Identifying "ChatGPT fraud", the effect surpasses OpenAI, and the AI generated detector is here!

 Datawhale dry goods 

AI Generated Detector , Editor: Heart of the Machine

The success rate of AI fraud is very high. A few days ago, "Cheating 4.3 million in 10 minutes" was also on the hot search. On top of the hottest big language models, researchers recently explored a recognition method.

With the continuous improvement of generative large models, the corpus generated by them is gradually approaching humans. Although the large model is liberating the hands of countless documents, it has also been used by some criminals with its strong ability to make fakes real, causing a series of social problems:

3fde92719138cf6e3f384c2b73d66cc7.jpeg

92773f75bbe97b12b3a93f8cf0e277eb.png

655cdad88048aa2d2ace416b57be9360.jpeg

Researchers from Peking University and Huawei have proposed a reliable text detector that recognizes various AI-generated corpus. According to the different characteristics of long and short texts, a PU learning-based multi-scale AI generative text detector training method is proposed. Through the improvement of the detector training process, a considerable improvement in the detection ability of long and short ChatGPT corpora can be achieved under the same conditions, which solves the pain point of the current detector's low recognition accuracy for short text.

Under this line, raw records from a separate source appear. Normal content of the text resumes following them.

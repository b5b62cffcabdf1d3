// src/services/crm_service.rs

use rust_decimal::Decimal;
use sqlx::{Acquire, Executor, PgConnection, Postgres};
use uuid::Uuid;

use crate::{
    common::error::AppError,
    db::{crm_repo::DealFields, CrmRepository},
    models::crm::{BoardStage, Company, Contact, Deal, DealStatus, Funnel, FunnelBoard, Stage},
};

#[derive(Clone)]
pub struct CrmService {
    repo: CrmRepository,
}

impl CrmService {
    pub fn new(repo: CrmRepository) -> Self {
        Self { repo }
    }

    // =========================================================================
    //  FUNIS E ETAPAS
    // =========================================================================

    /// Cria o funil já com as etapas iniciais, na ordem recebida.
    pub async fn create_funnel<'e, E>(
        &self,
        executor: E,
        tenant_id: Uuid,
        name: &str,
        stage_names: &[String],
    ) -> Result<(Funnel, Vec<Stage>), AppError>
    where
        E: Acquire<'e, Database = Postgres>,
    {
        let mut tx = executor.begin().await?;

        let funnel = self.repo.create_funnel(&mut *tx, tenant_id, name).await?;

        let mut stages = Vec::with_capacity(stage_names.len());
        for (position, stage_name) in (1..).zip(stage_names) {
            let stage = self
                .repo
                .create_stage(&mut *tx, tenant_id, funnel.id, stage_name, Some(position), None)
                .await?;
            stages.push(stage);
        }

        tx.commit().await?;
        Ok((funnel, stages))
    }

    pub async fn list_funnels<'e, E>(&self, executor: E, tenant_id: Uuid) -> Result<Vec<Funnel>, AppError>
    where
        E: Executor<'e, Database = Postgres>,
    {
        self.repo.list_funnels(executor, tenant_id).await
    }

    pub async fn add_stage(
        &self,
        conn: &mut PgConnection,
        tenant_id: Uuid,
        funnel_id: Uuid,
        name: &str,
        position: Option<i32>,
        color: Option<&str>,
    ) -> Result<Stage, AppError> {
        self.find_funnel(&mut *conn, tenant_id, funnel_id).await?;
        self.repo
            .create_stage(&mut *conn, tenant_id, funnel_id, name, position, color)
            .await
    }

    /// Kanban do funil: etapas em ordem, cada uma com seus negócios e o total.
    pub async fn funnel_board(
        &self,
        conn: &mut PgConnection,
        tenant_id: Uuid,
        funnel_id: Uuid,
    ) -> Result<FunnelBoard, AppError> {
        let funnel = self.find_funnel(&mut *conn, tenant_id, funnel_id).await?;
        let stages = self.repo.list_stages(&mut *conn, tenant_id, funnel_id).await?;
        let deals = self.repo.list_deals(&mut *conn, tenant_id, Some(funnel_id)).await?;

        Ok(assemble_board(funnel, stages, deals))
    }

    async fn find_funnel(&self, conn: &mut PgConnection, tenant_id: Uuid, id: Uuid) -> Result<Funnel, AppError> {
        self.repo
            .get_funnel(conn, tenant_id, id)
            .await?
            .ok_or_else(|| AppError::ResourceNotFound("Funil".into()))
    }

    async fn find_stage(&self, conn: &mut PgConnection, tenant_id: Uuid, id: Uuid) -> Result<Stage, AppError> {
        self.repo
            .get_stage(conn, tenant_id, id)
            .await?
            .ok_or_else(|| AppError::ResourceNotFound("Etapa".into()))
    }

    async fn find_deal(&self, conn: &mut PgConnection, tenant_id: Uuid, id: Uuid) -> Result<Deal, AppError> {
        self.repo
            .get_deal(conn, tenant_id, id)
            .await?
            .ok_or_else(|| AppError::ResourceNotFound("Negócio".into()))
    }

    // =========================================================================
    //  NEGÓCIOS
    // =========================================================================

    /// Sem etapa informada, o negócio entra na primeira etapa do funil.
    pub async fn create_deal(
        &self,
        conn: &mut PgConnection,
        tenant_id: Uuid,
        funnel_id: Uuid,
        stage_id: Option<Uuid>,
        fields: &DealFields<'_>,
    ) -> Result<Deal, AppError> {
        self.find_funnel(&mut *conn, tenant_id, funnel_id).await?;

        let stage = match stage_id {
            Some(id) => {
                let stage = self.find_stage(&mut *conn, tenant_id, id).await?;
                ensure_stage_in_funnel(funnel_id, &stage)?;
                stage
            }
            None => self
                .repo
                .list_stages(&mut *conn, tenant_id, funnel_id)
                .await?
                .into_iter()
                .next()
                .ok_or_else(|| AppError::ResourceNotFound("Etapa".into()))?,
        };

        self.repo
            .create_deal(&mut *conn, tenant_id, funnel_id, stage.id, fields)
            .await
    }

    pub async fn list_deals<'e, E>(
        &self,
        executor: E,
        tenant_id: Uuid,
        funnel_id: Option<Uuid>,
    ) -> Result<Vec<Deal>, AppError>
    where
        E: Executor<'e, Database = Postgres>,
    {
        self.repo.list_deals(executor, tenant_id, funnel_id).await
    }

    pub async fn update_deal<'e, E>(
        &self,
        executor: E,
        tenant_id: Uuid,
        id: Uuid,
        fields: &DealFields<'_>,
    ) -> Result<Deal, AppError>
    where
        E: Executor<'e, Database = Postgres>,
    {
        self.repo
            .update_deal(executor, tenant_id, id, fields)
            .await?
            .ok_or_else(|| AppError::ResourceNotFound("Negócio".into()))
    }

    /// Qualquer etapa do mesmo funil é alcançável a partir de qualquer outra.
    pub async fn move_deal(
        &self,
        conn: &mut PgConnection,
        tenant_id: Uuid,
        id: Uuid,
        stage_id: Uuid,
    ) -> Result<Deal, AppError> {
        let deal = self.find_deal(&mut *conn, tenant_id, id).await?;
        let stage = self.find_stage(&mut *conn, tenant_id, stage_id).await?;
        ensure_stage_in_funnel(deal.funnel_id, &stage)?;

        self.repo.move_deal(&mut *conn, tenant_id, id, stage.id).await
    }

    pub async fn set_deal_status<'e, E>(
        &self,
        executor: E,
        tenant_id: Uuid,
        id: Uuid,
        status: DealStatus,
    ) -> Result<Deal, AppError>
    where
        E: Executor<'e, Database = Postgres>,
    {
        self.repo
            .set_deal_status(executor, tenant_id, id, status)
            .await?
            .ok_or_else(|| AppError::ResourceNotFound("Negócio".into()))
    }

    pub async fn delete_deal<'e, E>(&self, executor: E, tenant_id: Uuid, id: Uuid) -> Result<(), AppError>
    where
        E: Executor<'e, Database = Postgres>,
    {
        if !self.repo.delete_deal(executor, tenant_id, id).await? {
            return Err(AppError::ResourceNotFound("Negócio".into()));
        }
        Ok(())
    }

    // =========================================================================
    //  EMPRESAS E CONTATOS
    // =========================================================================

    pub async fn create_company<'e, E>(
        &self,
        executor: E,
        tenant_id: Uuid,
        name: &str,
        document: Option<&str>,
    ) -> Result<Company, AppError>
    where
        E: Executor<'e, Database = Postgres>,
    {
        self.repo.create_company(executor, tenant_id, name, document).await
    }

    pub async fn list_companies<'e, E>(&self, executor: E, tenant_id: Uuid) -> Result<Vec<Company>, AppError>
    where
        E: Executor<'e, Database = Postgres>,
    {
        self.repo.list_companies(executor, tenant_id).await
    }

    pub async fn create_contact<'e, E>(
        &self,
        executor: E,
        tenant_id: Uuid,
        company_id: Option<Uuid>,
        name: &str,
        email: Option<&str>,
        phone: Option<&str>,
    ) -> Result<Contact, AppError>
    where
        E: Executor<'e, Database = Postgres>,
    {
        self.repo
            .create_contact(executor, tenant_id, company_id, name, email, phone)
            .await
    }

    pub async fn list_contacts<'e, E>(
        &self,
        executor: E,
        tenant_id: Uuid,
        company_id: Option<Uuid>,
    ) -> Result<Vec<Contact>, AppError>
    where
        E: Executor<'e, Database = Postgres>,
    {
        self.repo.list_contacts(executor, tenant_id, company_id).await
    }
}

pub fn ensure_stage_in_funnel(funnel_id: Uuid, stage: &Stage) -> Result<(), AppError> {
    if stage.funnel_id != funnel_id {
        return Err(AppError::StageOutsideFunnel);
    }
    Ok(())
}

// Negócios cuja etapa não está na lista são ignorados
pub fn assemble_board(funnel: Funnel, mut stages: Vec<Stage>, deals: Vec<Deal>) -> FunnelBoard {
    stages.sort_by_key(|s| s.position);

    let mut columns: Vec<BoardStage> = stages
        .into_iter()
        .map(|stage| BoardStage { stage, total_value: Decimal::ZERO, deals: Vec::new() })
        .collect();

    for deal in deals {
        if let Some(column) = columns.iter_mut().find(|c| c.stage.id == deal.stage_id) {
            column.total_value += deal.value;
            column.deals.push(deal);
        }
    }

    FunnelBoard { funnel, stages: columns }
}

1c38596b73f673cac41a58cce72eeaa3.jpeg

  • Paper address: https://arxiv.org/abs/2305.18149

  • Code address (MindSpore): https://github.com/mindspore-lab/mindone/tree/master/examples/detect_chatgpt

  • Code address (PyTorch): https://github.com/YuchuanTian/AIGC_text_detector

introduction

As the generation effect of large language models becomes more and more realistic, there is an urgent need for a reliable AI-generated text detector in all walks of life. However, different industries have different requirements for detection corpus. For example, in academia, it is generally necessary to detect large sections of complete academic texts; on social platforms, it is necessary to detect relatively short and fragmented fake news. However, existing detectors are often unable to accommodate various requirements. For example, some mainstream AI text detectors generally have poor prediction ability for shorter corpus.

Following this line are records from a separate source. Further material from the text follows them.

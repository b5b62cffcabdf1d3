// src/models/dashboard.rs

use serde::Serialize;
use utoipa::ToSchema;

// Os cards do topo do painel de chamados
#[derive(Debug, Clone, Default, PartialEq, Eq, Serialize, ToSchema)]
#[serde(rename_all = "camelCase")]
pub struct DashboardSummary {
    pub awaiting_client: usize, // Status "Aguardando Cliente"
    pub late: usize,            // Em aberto e com SLA estourado
    pub without_task: usize,    // Em aberto e sem tarefa vinculada
    pub in_queue: usize,        // Total em aberto (não resolvido/cancelado)
}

For the different detection effects of different lengths of corpus, the author observed that there may be some "uncertainty" in the attribution of shorter AI-generated texts; or more bluntly, because some AI-generated short sentences are also often used by humans. Therefore, it is difficult to determine whether the short text generated by AI comes from humans or AI. Here are a few examples of both humans and AI answering the same question:

97d33715693785e05e2d6100ef7bf0d4.jpeg

From these examples, it can be seen that it is difficult to identify short answers generated by AI: the difference between such corpus and humans is too small, and it is difficult to strictly judge its true attributes. Therefore, it is inappropriate to simply label short texts as human/AI and perform text detection as a traditional binary classification problem.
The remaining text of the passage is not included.